▶ _WHAT NEEDS TO BE DONE_:
Once you find the line containing "repository 1d52efc3e1b6eecc" in the data below, copy it and each following line exactly, up to and including the line containing "fn instruction(&self, query: &str)", and nothing else.

▶ _RAW DATA_:

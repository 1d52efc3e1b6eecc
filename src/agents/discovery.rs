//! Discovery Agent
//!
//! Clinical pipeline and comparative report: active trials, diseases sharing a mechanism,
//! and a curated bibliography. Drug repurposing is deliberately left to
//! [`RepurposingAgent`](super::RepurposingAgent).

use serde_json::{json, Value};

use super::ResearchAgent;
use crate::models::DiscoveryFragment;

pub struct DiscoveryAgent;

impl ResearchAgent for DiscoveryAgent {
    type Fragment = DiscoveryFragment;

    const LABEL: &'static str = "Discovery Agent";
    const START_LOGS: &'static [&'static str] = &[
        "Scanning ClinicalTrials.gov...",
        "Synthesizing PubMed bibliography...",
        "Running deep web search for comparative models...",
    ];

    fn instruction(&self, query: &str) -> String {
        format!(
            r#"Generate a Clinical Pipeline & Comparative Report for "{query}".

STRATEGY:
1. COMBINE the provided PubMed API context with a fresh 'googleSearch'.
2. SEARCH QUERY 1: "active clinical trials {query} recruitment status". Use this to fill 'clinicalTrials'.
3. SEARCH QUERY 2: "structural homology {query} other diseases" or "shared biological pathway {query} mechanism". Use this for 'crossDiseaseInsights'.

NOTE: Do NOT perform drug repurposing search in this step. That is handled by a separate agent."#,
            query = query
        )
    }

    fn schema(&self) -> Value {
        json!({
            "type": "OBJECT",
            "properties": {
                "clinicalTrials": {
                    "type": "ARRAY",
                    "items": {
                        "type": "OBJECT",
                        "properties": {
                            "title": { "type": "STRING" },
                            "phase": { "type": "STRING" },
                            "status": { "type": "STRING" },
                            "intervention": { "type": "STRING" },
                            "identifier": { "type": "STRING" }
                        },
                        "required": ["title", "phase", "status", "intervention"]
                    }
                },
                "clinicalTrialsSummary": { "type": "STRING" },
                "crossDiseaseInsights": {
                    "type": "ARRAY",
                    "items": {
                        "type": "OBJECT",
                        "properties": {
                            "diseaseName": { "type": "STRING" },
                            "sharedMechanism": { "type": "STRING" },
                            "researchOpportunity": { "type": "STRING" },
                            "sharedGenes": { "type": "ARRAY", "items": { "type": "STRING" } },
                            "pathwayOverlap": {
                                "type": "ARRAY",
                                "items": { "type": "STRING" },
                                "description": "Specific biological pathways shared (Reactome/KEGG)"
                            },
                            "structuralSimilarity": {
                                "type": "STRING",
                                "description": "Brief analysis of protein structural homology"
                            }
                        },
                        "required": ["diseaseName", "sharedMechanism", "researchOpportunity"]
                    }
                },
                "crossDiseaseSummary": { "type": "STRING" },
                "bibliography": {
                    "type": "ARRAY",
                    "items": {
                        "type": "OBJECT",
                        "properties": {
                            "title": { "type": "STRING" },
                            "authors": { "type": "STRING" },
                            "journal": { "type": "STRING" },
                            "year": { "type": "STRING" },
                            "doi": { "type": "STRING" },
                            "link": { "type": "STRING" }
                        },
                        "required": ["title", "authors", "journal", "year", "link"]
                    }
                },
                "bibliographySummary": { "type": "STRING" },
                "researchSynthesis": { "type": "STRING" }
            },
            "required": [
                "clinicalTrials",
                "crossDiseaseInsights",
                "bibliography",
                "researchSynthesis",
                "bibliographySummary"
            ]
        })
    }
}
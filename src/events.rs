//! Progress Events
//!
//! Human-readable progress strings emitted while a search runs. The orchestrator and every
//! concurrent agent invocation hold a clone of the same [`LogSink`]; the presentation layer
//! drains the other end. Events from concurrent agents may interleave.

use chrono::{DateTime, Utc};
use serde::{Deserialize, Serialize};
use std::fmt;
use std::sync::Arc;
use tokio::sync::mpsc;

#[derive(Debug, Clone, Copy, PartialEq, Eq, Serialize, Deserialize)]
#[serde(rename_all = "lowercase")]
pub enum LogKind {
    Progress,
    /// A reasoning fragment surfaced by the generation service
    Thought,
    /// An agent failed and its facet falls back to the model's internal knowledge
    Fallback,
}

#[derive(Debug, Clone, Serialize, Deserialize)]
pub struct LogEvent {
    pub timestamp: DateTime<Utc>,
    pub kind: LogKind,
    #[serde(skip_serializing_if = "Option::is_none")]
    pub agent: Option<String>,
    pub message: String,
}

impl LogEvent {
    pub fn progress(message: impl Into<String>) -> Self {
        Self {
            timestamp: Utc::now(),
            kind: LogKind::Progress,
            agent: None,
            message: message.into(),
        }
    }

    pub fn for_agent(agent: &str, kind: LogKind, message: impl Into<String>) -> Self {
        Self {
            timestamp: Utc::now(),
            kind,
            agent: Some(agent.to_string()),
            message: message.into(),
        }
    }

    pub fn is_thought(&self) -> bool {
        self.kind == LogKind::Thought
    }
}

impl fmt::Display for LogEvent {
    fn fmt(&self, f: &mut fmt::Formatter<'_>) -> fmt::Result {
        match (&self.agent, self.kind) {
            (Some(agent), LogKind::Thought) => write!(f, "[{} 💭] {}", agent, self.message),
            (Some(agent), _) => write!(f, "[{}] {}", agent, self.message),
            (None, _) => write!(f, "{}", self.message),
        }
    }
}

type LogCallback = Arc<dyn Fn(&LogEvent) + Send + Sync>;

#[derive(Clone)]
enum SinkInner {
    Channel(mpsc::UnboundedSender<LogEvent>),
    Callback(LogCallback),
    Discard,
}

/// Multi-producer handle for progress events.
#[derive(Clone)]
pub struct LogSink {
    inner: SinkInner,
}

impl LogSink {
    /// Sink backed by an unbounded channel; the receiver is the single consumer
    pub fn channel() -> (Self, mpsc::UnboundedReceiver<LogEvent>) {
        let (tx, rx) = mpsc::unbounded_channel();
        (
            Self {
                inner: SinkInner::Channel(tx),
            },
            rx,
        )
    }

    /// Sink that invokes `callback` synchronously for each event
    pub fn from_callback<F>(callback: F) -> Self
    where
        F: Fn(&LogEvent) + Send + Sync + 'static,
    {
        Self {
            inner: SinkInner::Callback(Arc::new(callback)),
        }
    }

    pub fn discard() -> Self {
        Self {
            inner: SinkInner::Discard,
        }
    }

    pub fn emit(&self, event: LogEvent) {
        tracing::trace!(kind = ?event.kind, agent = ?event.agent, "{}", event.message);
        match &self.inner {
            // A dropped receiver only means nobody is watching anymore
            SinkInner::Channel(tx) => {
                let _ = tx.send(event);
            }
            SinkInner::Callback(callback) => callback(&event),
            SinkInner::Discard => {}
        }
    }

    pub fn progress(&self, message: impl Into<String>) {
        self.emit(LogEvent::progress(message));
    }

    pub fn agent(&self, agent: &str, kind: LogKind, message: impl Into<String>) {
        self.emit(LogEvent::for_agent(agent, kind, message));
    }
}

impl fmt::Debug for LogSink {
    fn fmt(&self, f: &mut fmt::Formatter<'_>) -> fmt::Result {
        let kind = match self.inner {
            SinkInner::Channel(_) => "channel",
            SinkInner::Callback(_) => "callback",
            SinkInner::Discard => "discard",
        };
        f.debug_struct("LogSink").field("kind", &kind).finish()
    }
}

==

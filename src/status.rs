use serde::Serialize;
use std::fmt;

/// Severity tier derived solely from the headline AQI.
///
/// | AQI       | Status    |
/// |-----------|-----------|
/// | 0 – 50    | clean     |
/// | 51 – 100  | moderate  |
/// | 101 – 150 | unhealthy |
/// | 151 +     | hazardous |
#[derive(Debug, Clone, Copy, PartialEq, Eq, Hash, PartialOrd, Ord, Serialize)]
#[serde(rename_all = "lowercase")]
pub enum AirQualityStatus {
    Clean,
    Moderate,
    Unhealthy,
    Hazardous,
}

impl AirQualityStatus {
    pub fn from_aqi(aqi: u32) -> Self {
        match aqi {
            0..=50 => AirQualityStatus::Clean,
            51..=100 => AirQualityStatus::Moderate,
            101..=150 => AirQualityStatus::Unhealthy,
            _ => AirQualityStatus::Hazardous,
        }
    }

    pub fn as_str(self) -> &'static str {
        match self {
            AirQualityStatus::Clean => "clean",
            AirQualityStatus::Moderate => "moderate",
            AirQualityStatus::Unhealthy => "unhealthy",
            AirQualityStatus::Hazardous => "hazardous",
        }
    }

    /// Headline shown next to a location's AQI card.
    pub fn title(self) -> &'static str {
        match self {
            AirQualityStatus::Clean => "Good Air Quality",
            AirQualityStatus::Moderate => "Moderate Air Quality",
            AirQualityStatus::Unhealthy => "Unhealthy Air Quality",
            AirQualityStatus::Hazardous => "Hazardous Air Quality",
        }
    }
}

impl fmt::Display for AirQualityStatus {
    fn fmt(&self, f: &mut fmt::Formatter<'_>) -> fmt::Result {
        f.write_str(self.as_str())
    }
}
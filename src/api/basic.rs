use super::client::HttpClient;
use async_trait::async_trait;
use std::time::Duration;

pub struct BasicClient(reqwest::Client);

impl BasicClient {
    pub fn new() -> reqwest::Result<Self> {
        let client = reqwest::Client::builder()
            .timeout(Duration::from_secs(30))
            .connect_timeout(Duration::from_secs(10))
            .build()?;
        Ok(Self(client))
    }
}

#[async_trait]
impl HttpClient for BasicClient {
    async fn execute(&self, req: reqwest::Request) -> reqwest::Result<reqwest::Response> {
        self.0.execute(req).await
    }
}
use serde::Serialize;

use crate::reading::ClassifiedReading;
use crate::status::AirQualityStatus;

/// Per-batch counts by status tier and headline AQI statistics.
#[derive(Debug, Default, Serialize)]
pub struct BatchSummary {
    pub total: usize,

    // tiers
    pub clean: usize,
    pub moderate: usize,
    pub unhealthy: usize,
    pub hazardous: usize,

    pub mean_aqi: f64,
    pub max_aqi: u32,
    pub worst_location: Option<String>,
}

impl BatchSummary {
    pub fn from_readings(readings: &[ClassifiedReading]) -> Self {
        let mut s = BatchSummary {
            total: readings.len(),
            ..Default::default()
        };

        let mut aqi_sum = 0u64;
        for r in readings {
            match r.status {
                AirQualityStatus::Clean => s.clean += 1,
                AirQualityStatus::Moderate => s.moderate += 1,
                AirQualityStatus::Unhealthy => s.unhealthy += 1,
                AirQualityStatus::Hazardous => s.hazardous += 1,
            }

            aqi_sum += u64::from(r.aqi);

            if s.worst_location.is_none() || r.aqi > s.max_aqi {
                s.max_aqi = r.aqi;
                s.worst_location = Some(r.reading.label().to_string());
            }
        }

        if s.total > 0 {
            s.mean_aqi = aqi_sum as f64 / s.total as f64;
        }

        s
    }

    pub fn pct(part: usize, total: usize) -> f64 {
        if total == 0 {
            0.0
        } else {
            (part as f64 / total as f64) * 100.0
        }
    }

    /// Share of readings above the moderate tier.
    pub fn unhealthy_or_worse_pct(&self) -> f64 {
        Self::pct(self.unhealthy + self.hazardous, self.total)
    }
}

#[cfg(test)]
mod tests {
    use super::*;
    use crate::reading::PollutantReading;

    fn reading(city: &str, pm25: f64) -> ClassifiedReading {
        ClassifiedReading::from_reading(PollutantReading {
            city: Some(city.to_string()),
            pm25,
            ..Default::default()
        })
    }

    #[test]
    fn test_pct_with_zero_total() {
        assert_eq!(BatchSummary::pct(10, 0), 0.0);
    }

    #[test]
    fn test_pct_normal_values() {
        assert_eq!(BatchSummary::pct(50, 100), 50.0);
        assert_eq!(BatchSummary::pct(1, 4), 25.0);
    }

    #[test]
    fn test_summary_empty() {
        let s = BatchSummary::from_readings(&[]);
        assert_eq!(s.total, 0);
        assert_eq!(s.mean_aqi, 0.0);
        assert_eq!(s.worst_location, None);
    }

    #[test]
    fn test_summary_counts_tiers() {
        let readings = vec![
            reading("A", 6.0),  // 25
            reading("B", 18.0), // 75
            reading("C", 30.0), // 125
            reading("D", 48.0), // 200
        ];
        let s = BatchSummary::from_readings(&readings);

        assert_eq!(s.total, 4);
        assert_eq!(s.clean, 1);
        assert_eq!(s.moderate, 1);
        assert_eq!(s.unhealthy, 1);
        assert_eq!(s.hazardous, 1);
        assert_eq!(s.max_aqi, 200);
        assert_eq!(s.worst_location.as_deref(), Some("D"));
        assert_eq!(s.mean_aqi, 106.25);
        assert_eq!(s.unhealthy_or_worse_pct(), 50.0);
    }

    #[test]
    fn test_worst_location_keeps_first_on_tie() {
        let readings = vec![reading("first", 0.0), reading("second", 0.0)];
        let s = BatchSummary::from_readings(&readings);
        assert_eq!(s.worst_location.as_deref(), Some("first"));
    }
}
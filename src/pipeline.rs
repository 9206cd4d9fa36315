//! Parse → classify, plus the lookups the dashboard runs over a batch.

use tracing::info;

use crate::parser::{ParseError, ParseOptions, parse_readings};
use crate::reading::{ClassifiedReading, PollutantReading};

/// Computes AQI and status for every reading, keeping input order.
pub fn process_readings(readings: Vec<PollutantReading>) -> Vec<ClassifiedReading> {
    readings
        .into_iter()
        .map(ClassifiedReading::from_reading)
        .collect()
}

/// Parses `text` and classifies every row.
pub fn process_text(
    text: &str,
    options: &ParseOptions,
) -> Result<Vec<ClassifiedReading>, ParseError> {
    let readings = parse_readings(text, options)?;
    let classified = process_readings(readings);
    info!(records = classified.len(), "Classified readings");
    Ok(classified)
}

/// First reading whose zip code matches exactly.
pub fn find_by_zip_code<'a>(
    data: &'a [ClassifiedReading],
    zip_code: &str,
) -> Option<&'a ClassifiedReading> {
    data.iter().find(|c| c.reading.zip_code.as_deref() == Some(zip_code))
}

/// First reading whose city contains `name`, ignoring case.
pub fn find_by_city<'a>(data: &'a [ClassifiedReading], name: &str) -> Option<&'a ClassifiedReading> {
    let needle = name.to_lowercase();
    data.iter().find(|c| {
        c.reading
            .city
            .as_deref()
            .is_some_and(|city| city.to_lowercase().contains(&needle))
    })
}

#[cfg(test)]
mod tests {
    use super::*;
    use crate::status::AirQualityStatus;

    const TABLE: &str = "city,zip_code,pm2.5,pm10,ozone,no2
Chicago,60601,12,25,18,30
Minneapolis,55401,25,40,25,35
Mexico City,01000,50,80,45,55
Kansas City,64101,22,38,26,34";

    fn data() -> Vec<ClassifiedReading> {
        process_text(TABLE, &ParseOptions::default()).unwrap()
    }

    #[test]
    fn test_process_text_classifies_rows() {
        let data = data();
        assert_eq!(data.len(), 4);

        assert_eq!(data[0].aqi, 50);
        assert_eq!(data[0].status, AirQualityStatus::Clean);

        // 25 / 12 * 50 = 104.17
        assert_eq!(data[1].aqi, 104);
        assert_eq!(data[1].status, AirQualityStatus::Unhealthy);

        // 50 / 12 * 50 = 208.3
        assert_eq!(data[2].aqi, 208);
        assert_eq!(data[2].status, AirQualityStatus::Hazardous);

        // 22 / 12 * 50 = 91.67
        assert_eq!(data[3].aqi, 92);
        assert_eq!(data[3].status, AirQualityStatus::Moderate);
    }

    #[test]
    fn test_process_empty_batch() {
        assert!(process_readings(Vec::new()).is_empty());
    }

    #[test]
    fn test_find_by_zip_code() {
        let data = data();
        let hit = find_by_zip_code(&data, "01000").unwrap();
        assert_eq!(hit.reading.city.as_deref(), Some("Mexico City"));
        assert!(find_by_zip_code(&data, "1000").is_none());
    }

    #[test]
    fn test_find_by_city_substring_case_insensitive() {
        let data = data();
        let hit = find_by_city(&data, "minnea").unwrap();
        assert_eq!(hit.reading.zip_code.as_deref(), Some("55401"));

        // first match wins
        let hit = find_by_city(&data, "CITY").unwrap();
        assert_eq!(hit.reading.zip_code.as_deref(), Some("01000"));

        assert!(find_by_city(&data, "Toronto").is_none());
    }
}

...

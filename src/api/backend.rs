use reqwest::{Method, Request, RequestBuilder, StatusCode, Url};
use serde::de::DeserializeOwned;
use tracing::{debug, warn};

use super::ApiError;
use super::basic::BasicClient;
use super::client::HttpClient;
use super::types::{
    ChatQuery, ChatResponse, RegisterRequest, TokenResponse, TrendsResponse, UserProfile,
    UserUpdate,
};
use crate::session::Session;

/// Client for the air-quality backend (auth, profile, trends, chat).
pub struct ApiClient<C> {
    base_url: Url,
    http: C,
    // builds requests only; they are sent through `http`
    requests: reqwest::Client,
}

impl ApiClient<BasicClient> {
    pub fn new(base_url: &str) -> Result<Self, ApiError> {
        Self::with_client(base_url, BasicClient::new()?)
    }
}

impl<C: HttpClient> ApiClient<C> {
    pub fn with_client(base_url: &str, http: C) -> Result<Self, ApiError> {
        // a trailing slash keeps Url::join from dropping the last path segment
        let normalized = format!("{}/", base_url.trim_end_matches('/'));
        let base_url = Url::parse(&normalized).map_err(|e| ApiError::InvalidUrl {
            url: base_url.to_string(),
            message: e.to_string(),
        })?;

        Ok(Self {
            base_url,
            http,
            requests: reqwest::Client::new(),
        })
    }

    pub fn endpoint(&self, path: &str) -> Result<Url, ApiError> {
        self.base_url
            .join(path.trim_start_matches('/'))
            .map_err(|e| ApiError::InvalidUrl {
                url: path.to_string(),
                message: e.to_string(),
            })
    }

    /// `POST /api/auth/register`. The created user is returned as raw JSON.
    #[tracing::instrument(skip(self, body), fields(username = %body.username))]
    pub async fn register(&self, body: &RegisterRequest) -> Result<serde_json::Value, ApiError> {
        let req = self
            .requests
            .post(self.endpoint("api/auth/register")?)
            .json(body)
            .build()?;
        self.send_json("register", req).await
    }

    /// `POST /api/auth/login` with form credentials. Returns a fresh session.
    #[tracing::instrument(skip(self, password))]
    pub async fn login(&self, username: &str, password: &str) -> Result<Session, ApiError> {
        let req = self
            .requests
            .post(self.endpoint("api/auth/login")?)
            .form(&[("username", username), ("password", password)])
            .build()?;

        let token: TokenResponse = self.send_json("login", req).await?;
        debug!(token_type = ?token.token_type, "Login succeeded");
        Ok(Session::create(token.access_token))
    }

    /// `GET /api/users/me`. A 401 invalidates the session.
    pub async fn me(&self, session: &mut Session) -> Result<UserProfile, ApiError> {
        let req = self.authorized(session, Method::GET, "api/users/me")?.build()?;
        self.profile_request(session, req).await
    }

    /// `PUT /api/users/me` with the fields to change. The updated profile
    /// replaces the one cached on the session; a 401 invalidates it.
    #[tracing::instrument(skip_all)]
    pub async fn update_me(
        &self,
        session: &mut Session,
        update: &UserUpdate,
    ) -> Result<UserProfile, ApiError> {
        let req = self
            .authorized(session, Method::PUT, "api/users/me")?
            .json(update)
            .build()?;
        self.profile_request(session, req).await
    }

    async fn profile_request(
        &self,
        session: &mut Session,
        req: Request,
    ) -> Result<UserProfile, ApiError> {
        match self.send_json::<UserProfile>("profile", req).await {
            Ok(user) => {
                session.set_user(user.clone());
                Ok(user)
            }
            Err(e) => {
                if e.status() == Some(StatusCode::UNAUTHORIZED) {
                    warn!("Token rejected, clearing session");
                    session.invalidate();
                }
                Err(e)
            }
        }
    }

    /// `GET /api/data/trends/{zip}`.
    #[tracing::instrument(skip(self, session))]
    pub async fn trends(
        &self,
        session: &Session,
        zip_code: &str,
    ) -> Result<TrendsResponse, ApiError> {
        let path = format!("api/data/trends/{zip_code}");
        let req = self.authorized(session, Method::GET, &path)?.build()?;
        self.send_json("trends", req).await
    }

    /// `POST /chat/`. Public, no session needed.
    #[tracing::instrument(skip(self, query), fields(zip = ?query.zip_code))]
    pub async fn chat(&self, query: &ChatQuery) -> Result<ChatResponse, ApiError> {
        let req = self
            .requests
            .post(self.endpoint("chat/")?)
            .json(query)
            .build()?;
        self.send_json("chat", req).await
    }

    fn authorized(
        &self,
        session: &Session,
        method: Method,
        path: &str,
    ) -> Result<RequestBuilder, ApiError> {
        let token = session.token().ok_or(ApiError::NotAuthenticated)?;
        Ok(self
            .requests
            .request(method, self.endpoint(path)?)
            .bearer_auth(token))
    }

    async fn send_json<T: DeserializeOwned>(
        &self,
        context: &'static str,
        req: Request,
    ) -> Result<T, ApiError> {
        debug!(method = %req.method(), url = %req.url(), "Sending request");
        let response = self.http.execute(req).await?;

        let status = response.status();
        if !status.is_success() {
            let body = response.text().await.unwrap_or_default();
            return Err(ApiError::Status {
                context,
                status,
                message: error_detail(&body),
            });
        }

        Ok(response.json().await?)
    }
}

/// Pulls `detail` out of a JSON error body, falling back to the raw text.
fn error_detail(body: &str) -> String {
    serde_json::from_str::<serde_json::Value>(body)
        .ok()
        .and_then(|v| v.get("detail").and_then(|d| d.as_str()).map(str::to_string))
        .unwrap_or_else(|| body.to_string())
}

▶ _EXPECTED OUTPUT_:
repository 1d52efc3e1b6eecc
filename src/agents/discovery.rs
//! Discovery Agent
//!
//! Clinical pipeline and comparative report: active trials, diseases sharing a mechanism,
//! and a curated bibliography. Drug repurposing is deliberately left to
//! [`RepurposingAgent`](super::RepurposingAgent).

use serde_json::{json, Value};

use super::ResearchAgent;
use crate::models::DiscoveryFragment;

pub struct DiscoveryAgent;

impl ResearchAgent for DiscoveryAgent {
    type Fragment = DiscoveryFragment;

    const LABEL: &'static str = "Discovery Agent";
    const START_LOGS: &'static [&'static str] = &[
        "Scanning ClinicalTrials.gov...",
        "Synthesizing PubMed bibliography...",
        "Running deep web search for comparative models...",
    ];

    fn instruction(&self, query: &str) -> String {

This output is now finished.